-- Task brief --
Each line below is to be copied exactly as it appears.

+++ The records

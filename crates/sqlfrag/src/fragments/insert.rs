use super::{Alias, ColList, Column, Top, ValList};
use crate::builder::QueryBuilder;
use crate::error::{SqlError, SqlResult};
use crate::fragment::{Arg, Fragment, IntoFragment, Parens, write_args};
use std::fmt;
use std::sync::Arc;

/// `INSERT [TOP (n)] INTO table (cols) VALUES (..), (..)` or
/// `INSERT INTO table (cols) <query>`.
///
/// Column names are never table-qualified here, even when the same
/// [`Column`] values carry a qualifier elsewhere.
#[derive(Debug, Clone)]
pub struct Insert {
    top: Option<Top>,
    table: Alias,
    columns: ColList,
    rows: Vec<ValList>,
    source: Option<Arc<dyn Fragment>>,
}

impl Insert {
    pub fn new(table: impl Into<Alias>) -> Self {
        Self {
            top: None,
            table: table.into(),
            columns: ColList::new(),
            rows: Vec::new(),
            source: None,
        }
    }

    pub fn column(&mut self, column: impl Into<Column>) -> &mut Self {
        self.columns.add(column);
        self
    }

    pub fn columns<I>(&mut self, columns: I) -> &mut Self
    where
        I: IntoIterator,
        I::Item: Into<Column>,
    {
        self.columns.add_many(columns);
        self
    }

    /// Add a VALUES row.
    pub fn values(&mut self, row: ValList) -> &mut Self {
        self.rows.push(row);
        self
    }

    /// Insert the rows produced by a query instead of VALUES.
    pub fn from_query(&mut self, query: impl IntoFragment) -> &mut Self {
        self.source = Some(query.into_fragment());
        self
    }

    pub fn top(&mut self, value: impl Into<Arg>) -> &mut Self {
        self.top = Some(Top::new(value));
        self
    }

    pub fn table(&self) -> &Alias {
        &self.table
    }

    pub fn rows(&self) -> &[ValList] {
        &self.rows
    }

    fn write_values(&self, b: &mut QueryBuilder<'_>) -> SqlResult<()> {
        b.write("VALUES ");
        for row in &self.rows {
            b.write_fragment(row, Parens::Always)?;
            b.write(", ");
        }
        b.remove_last(2);
        Ok(())
    }

    fn write_union(&self, b: &mut QueryBuilder<'_>) -> SqlResult<()> {
        let dummy = b.options().from_dummy_name.as_deref();
        for row in &self.rows {
            if row.is_empty() {
                return Err(SqlError::EmptyList("values"));
            }
            b.write("SELECT ");
            write_args(b, row.items(), ", ", Parens::SubQuery)?;
            if let Some(dummy) = dummy {
                b.write(" FROM ").write(dummy);
            }
            b.write(" UNION ALL ");
        }
        b.remove_last(" UNION ALL ".len());
        Ok(())
    }
}

impl Fragment for Insert {
    fn compile(&self, b: &mut QueryBuilder<'_>) -> SqlResult<()> {
        b.write("INSERT ");
        if let Some(top) = &self.top {
            top.compile(b)?;
            b.write(" ");
        }
        b.write("INTO ");
        self.table.write_table(b)?;
        if !self.columns.is_empty() {
            b.write(" (");
            self.columns.compile_columns(b, false)?;
            b.write(")");
        }
        if !self.rows.is_empty() {
            b.write(" ");
            if b.options().insert_with_union {
                self.write_union(b)?;
            } else {
                self.write_values(b)?;
            }
        } else if let Some(source) = &self.source {
            b.write(" ");
            b.write_fragment(source.as_ref(), Parens::Never)?;
        }
        Ok(())
    }
}

impl fmt::Display for Insert {
    fn fmt(&self, f: &mut fmt::Formatter<'_>) -> fmt::Result {
        f.write_str("INSERT ")?;
        if let Some(top) = &self.top {
            write!(f, "{top} ")?;
        }
        write!(f, "INTO {}", self.table)?;
        if !self.columns.is_empty() {
            f.write_str(" (")?;
            for (i, column) in self.columns.columns().iter().enumerate() {
                if i > 0 {
                    f.write_str(", ")?;
                }
                match column.name() {
                    super::ColumnName::Named(name) => f.write_str(name)?,
                    super::ColumnName::Field { field, .. } => f.write_str(field)?,
                }
            }
            f.write_str(")")?;
        }
        if !self.rows.is_empty() {
            f.write_str(" VALUES ")?;
            for (i, row) in self.rows.iter().enumerate() {
                if i > 0 {
                    f.write_str(", ")?;
                }
                write!(f, "({row})")?;
            }
        } else if let Some(source) = &self.source {
            write!(f, " {source}")?;
        }
        Ok(())
    }
}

++++++

-- Response to the task --
filename crates/sqlfrag/src/fragments/insert.rs
use super::{Alias, ColList, Column, Top, ValList};
use crate::builder::QueryBuilder;
use crate::error::{SqlError, SqlResult};
use crate::fragment::{Arg, Fragment, IntoFragment, Parens, write_args};
use std::fmt;
use std::sync::Arc;

/// `INSERT [TOP (n)] INTO table (cols) VALUES (..), (..)` or
/// `INSERT INTO table (cols) <query>`.
///
/// Column names are never table-qualified here, even when the same
/// [`Column`] values carry a qualifier elsewhere.
#[derive(Debug, Clone)]
pub struct Insert {
    top: Option<Top>,
    table: Alias,
    columns: ColList,
    rows: Vec<ValList>,
    source: Option<Arc<dyn Fragment>>,
}

impl Insert {
    pub fn new(table: impl Into<Alias>) -> Self {
        Self {
            top: None,
            table: table.into(),
            columns: ColList::new(),
            rows: Vec::new(),
            source: None,
        }
    }

    pub fn column(&mut self, column: impl Into<Column>) -> &mut Self {
        self.columns.add(column);
        self
    }

    pub fn columns<I>(&mut self, columns: I) -> &mut Self
    where
        I: IntoIterator,
        I::Item: Into<Column>,
    {
        self.columns.add_many(columns);
        self
    }

    /// Add a VALUES row.
    pub fn values(&mut self, row: ValList) -> &mut Self {
        self.rows.push(row);
        self
    }

    /// Insert the rows produced by a query instead of VALUES.
    pub fn from_query(&mut self, query: impl IntoFragment) -> &mut Self {
        self.source = Some(query.into_fragment());
        self
    }

    pub fn top(&mut self, value: impl Into<Arg>) -> &mut Self {
        self.top = Some(Top::new(value));
        self
    }

    pub fn table(&self) -> &Alias {
        &self.table
    }

    pub fn rows(&self) -> &[ValList] {
        &self.rows
    }

    fn write_values(&self, b: &mut QueryBuilder<'_>) -> SqlResult<()> {
        b.write("VALUES ");
        for row in &self.rows {
            b.write_fragment(row, Parens::Always)?;
            b.write(", ");
        }
        b.remove_last(2);
        Ok(())
    }

    fn write_union(&self, b: &mut QueryBuilder<'_>) -> SqlResult<()> {
        let dummy = b.options().from_dummy_name.as_deref();
        for row in &self.rows {
            if row.is_empty() {
                return Err(SqlError::EmptyList("values"));
            }
            b.write("SELECT ");
            write_args(b, row.items(), ", ", Parens::SubQuery)?;
            if let Some(dummy) = dummy {
                b.write(" FROM ").write(dummy);
            }
            b.write(" UNION ALL ");
        }
        b.remove_last(" UNION ALL ".len());
        Ok(())
    }
}

impl Fragment for Insert {
    fn compile(&self, b: &mut QueryBuilder<'_>) -> SqlResult<()> {
        b.write("INSERT ");
        if let Some(top) = &self.top {
            top.compile(b)?;
            b.write(" ");
        }
        b.write("INTO ");
        self.table.write_table(b)?;
        if !self.columns.is_empty() {
            b.write(" (");
            self.columns.compile_columns(b, false)?;
            b.write(")");
        }
        if !self.rows.is_empty() {
            b.write(" ");
            if b.options().insert_with_union {
                self.write_union(b)?;
            } else {
                self.write_values(b)?;
            }
        } else if let Some(source) = &self.source {
            b.write(" ");
            b.write_fragment(source.as_ref(), Parens::Never)?;
        }
        Ok(())
    }
}

impl fmt::Display for Insert {
    fn fmt(&self, f: &mut fmt::Formatter<'_>) -> fmt::Result {
        f.write_str("INSERT ")?;
        if let Some(top) = &self.top {
            write!(f, "{top} ")?;
        }
        write!(f, "INTO {}", self.table)?;
        if !self.columns.is_empty() {
            f.write_str(" (")?;
            for (i, column) in self.columns.columns().iter().enumerate() {
                if i > 0 {
                    f.write_str(", ")?;
                }
                match column.name() {
                    super::ColumnName::Named(name) => f.write_str(name)?,
                    super::ColumnName::Field { field, .. } => f.write_str(field)?,
                }
            }
            f.write_str(")")?;
        }
        if !self.rows.is_empty() {
            f.write_str(" VALUES ")?;
            for (i, row) in self.rows.iter().enumerate() {
                if i > 0 {
                    f.write_str(", ")?;
                }
                write!(f, "({row})")?;
            }
        } else if let Some(source) = &self.source {
            write!(f, " {source}")?;
        }
        Ok(())
    }
}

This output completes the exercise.